Fahrtraining mit CARAVANING

Kein Horror vor dem Haus am Haken

Fahrtraining der Firma Dethleffs Foto: Thiemo Fleck

Beim Fahrsicherheitstraining der Firma Dethleffs in Kempten machte CARAVANING-Neuzugang Anne Mandel ihre ersten Erfahrungen im Gespann-Fahren.

Kein Horror vor dem Haus am Haken 4:25 Min.

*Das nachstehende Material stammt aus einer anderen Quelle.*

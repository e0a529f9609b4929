//! Bounded-random constructors for recruits and surveyed planets.
//!
//! All randomness comes from the caller's `Rng`, so a seeded generator
//! reproduces the same crew and planets.

use rand::Rng;
use sim_core::{
    ClosedRange, CrewGeneration, CrewId, CrewMember, CrewRole, Planet, PlanetGeneration,
    PlanetResource, PlanetType, SkillKind, Skills,
};

const FIRST_NAMES: [&str; 12] = [
    "Kira", "Tomas", "Ines", "Ravi", "Mei", "Oren", "Sasha", "Dmitri", "Lena", "Kofi", "Yara",
    "Felix",
];

const LAST_NAMES: [&str; 10] = [
    "Novak", "Reyes", "Haldane", "Sato", "Mbeki", "Larsen", "Quinn", "Petrov", "Iwu", "Moreau",
];

const BACKGROUNDS: [&str; 8] = [
    "Asteroid miner",
    "Colony-born farmer",
    "Former military officer",
    "Merchant fleet deckhand",
    "University researcher",
    "Orbital station medic",
    "Reformed smuggler",
    "Diplomatic attaché",
];

fn pick<T: Copy, R: Rng + ?Sized>(rng: &mut R, items: &[T]) -> T {
    items[rng.gen_range(0..items.len())]
}

fn draw<R: Rng + ?Sized>(rng: &mut R, range: ClosedRange) -> u32 {
    rng.gen_range(range.min..=range.max)
}

fn draw_u8<R: Rng + ?Sized>(rng: &mut R, range: ClosedRange) -> u8 {
    u8::try_from(draw(rng, range)).unwrap_or(u8::MAX)
}

/// A fresh random crew id. Uniqueness against an existing crew is the caller's concern.
pub fn crew_id<R: Rng + ?Sized>(rng: &mut R) -> CrewId {
    CrewId(format!("crew-{:016x}", rng.gen::<u64>()))
}

/// A random recruit. Never the heir.
pub fn generate_crew_member<R: Rng + ?Sized>(rng: &mut R, cfg: &CrewGeneration) -> CrewMember {
    let role = pick(rng, &CrewRole::ALL);
    let background = pick(rng, &BACKGROUNDS).to_string();
    let mut skills = Skills::default();
    for skill in SkillKind::ALL {
        skills.set(skill, draw_u8(rng, cfg.skill));
    }
    let morale = draw_u8(rng, cfg.morale);
    let age = draw_u8(rng, cfg.age);
    let name = format!("{} {}", pick(rng, &FIRST_NAMES), pick(rng, &LAST_NAMES));
    CrewMember {
        id: crew_id(rng),
        name,
        role,
        skills,
        morale,
        background,
        age,
        is_heir: false,
    }
}

/// Positional planet name: 0 -> "A", 1 -> "B", ...
pub fn planet_designation(index: usize) -> String {
    let mut n = index;
    let mut out = Vec::new();
    loop {
        out.push(b'A' + (n % 26) as u8);
        if n < 26 {
            break;
        }
        n = n / 26 - 1;
    }
    out.reverse();
    String::from_utf8(out).unwrap_or_default()
}

/// Planets for a freshly surveyed system.
///
/// Each planet draws a tag count and then that many tags; a repeated tag is
/// dropped, not re-drawn, so a planet can end up with fewer tags than drawn.
pub fn generate_planets<R: Rng + ?Sized>(rng: &mut R, cfg: &PlanetGeneration) -> Vec<Planet> {
    let count = draw(rng, cfg.count) as usize;
    (0..count)
        .map(|i| {
            let kind = pick(rng, &PlanetType::SURVEYABLE);
            let draws = draw(rng, cfg.resource_tags);
            let mut resources: Vec<PlanetResource> = Vec::with_capacity(draws as usize);
            for _ in 0..draws {
                let tag = pick(rng, &PlanetResource::SURVEYABLE);
                if !resources.contains(&tag) {
                    resources.push(tag);
                }
            }
            Planet {
                name: planet_designation(i),
                kind,
                resources,
                developed: false,
            }
        })
        .collect()
}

Quietschende Reifen, qualmende Bremsen und ein Eiertanz durch den Hütchenwald – das sind die Stationen eines erlebnisreichen Tages im ADAC-Fahrsicherheitszentrum in Kempten. Eins mal vorneweg: So ein meterlanges Gespann kann schon recht einschüchternd wirken. Vor allem, wenn man normalerweise mit einem Kleinwagen unterwegs ist. Da kam die Gelegenheit, im ADAC-Fahrsicherheitszentrum in Kempten am Fahrtraining der Firma Dethleffs teilzunehmen, gerade recht.
Morgens stand jedoch zunächst Theorie auf dem Programm: Pendelstabilität, Achskonstruktion, Bremsen, Reifen und Schlingerdämpfer waren nur ein paar Punkte, die Christoph Gawalleck – technischer Leiter bei Dethleffs – erklärte. Was es mit dem Gierträgheitsmoment, einem negativen Sturzwinkel und den Karkassenfäden im Reifen auf sich hat, wusste hinterher jeder. Außerdem gab es auch ein paar konkrete Tipps, die vor allem für Einsteiger interessant waren. Ebenfalls nutzwertig war der Vortrag über das richtige Beladen von Caravan und Zugfahrzeug.
 
In der Praxis ging es dann ans Eingemachte: Im ADAC-Fahrsicherheitszentrum in Kempten warteten drei Stationen auf die fahrwilligen Teilnehmer. Das Bremsen stand zuerst auf dem Plan. Im ersten Durchgang wurde noch ohne Anhänger gefahren, aber schon im zweiten schwangen sich die Teilnehmerinnen mutig in die meterlangen Gespanne. Auf trockenem Asphalt und einer bewässerten Fläche hieß es dann: bremsen, was das Zeug hält. Wichtig dabei: beherzt sowohl die Kupplung als auch das bockende Bremspedal mit aller Kraft durchtreten – und dabei keinesfalls das Steuer verziehen. Der deutlich längere Bremsweg auf nassem Untergrund war für viele eine Überraschung. Ganz nebenbei wurde auch noch das sichere Ankuppeln vermittelt.
 
Vom Bremsen weiter zum Rückwärtsfahren. Simples Rückwärtsfahren – und zwar auf einer geraden Linie – entpuppte sich mit einem Gespann als echte Herausforderung. Die Rückspiegel waren dabei ein unverzichtbares Instrument, damit die Orientierung nicht flöten geht. Noch diffiziler war die S-Kurve, die jeder Teilnehmer rückwärts durchfahren musste. Mit den Anweisungen des Trainers schafften es aber alle, ohne den Grünstreifen zu sehr zu touchieren.
 
Die letzte Übung war das Einparken. Zuerst musste durch einen schmalen Parcours gefahren werden, eine Herausforderung, die einem an jeder Mautstelle begegnen kann. Dann folgte die Fahrt durch einen engen Kreisverkehr, das Rückwärtseinparken und als Krönung das seitliche Rückwärtseinparken. Das Rangieren auf engem Raum mit einem langen Gespann wurde dabei durch die Einweisungen des Trainers für alle Teilnehmer zu einer lösbaren Aufgabe.
 
Am Ende des Tages stand eine positive Erkenntnis: Vor dem Fahren mit einem Gespann muss sich keiner fürchten. Als Einstieg ist ein Fahrsicherheitstraining ideal, weil man dort von sachkundigen Trainern wertvolle Tipps bekommt und sein Können auf einem geschützten Platz testen kann. Also, liebe Einsteiger: traut euch!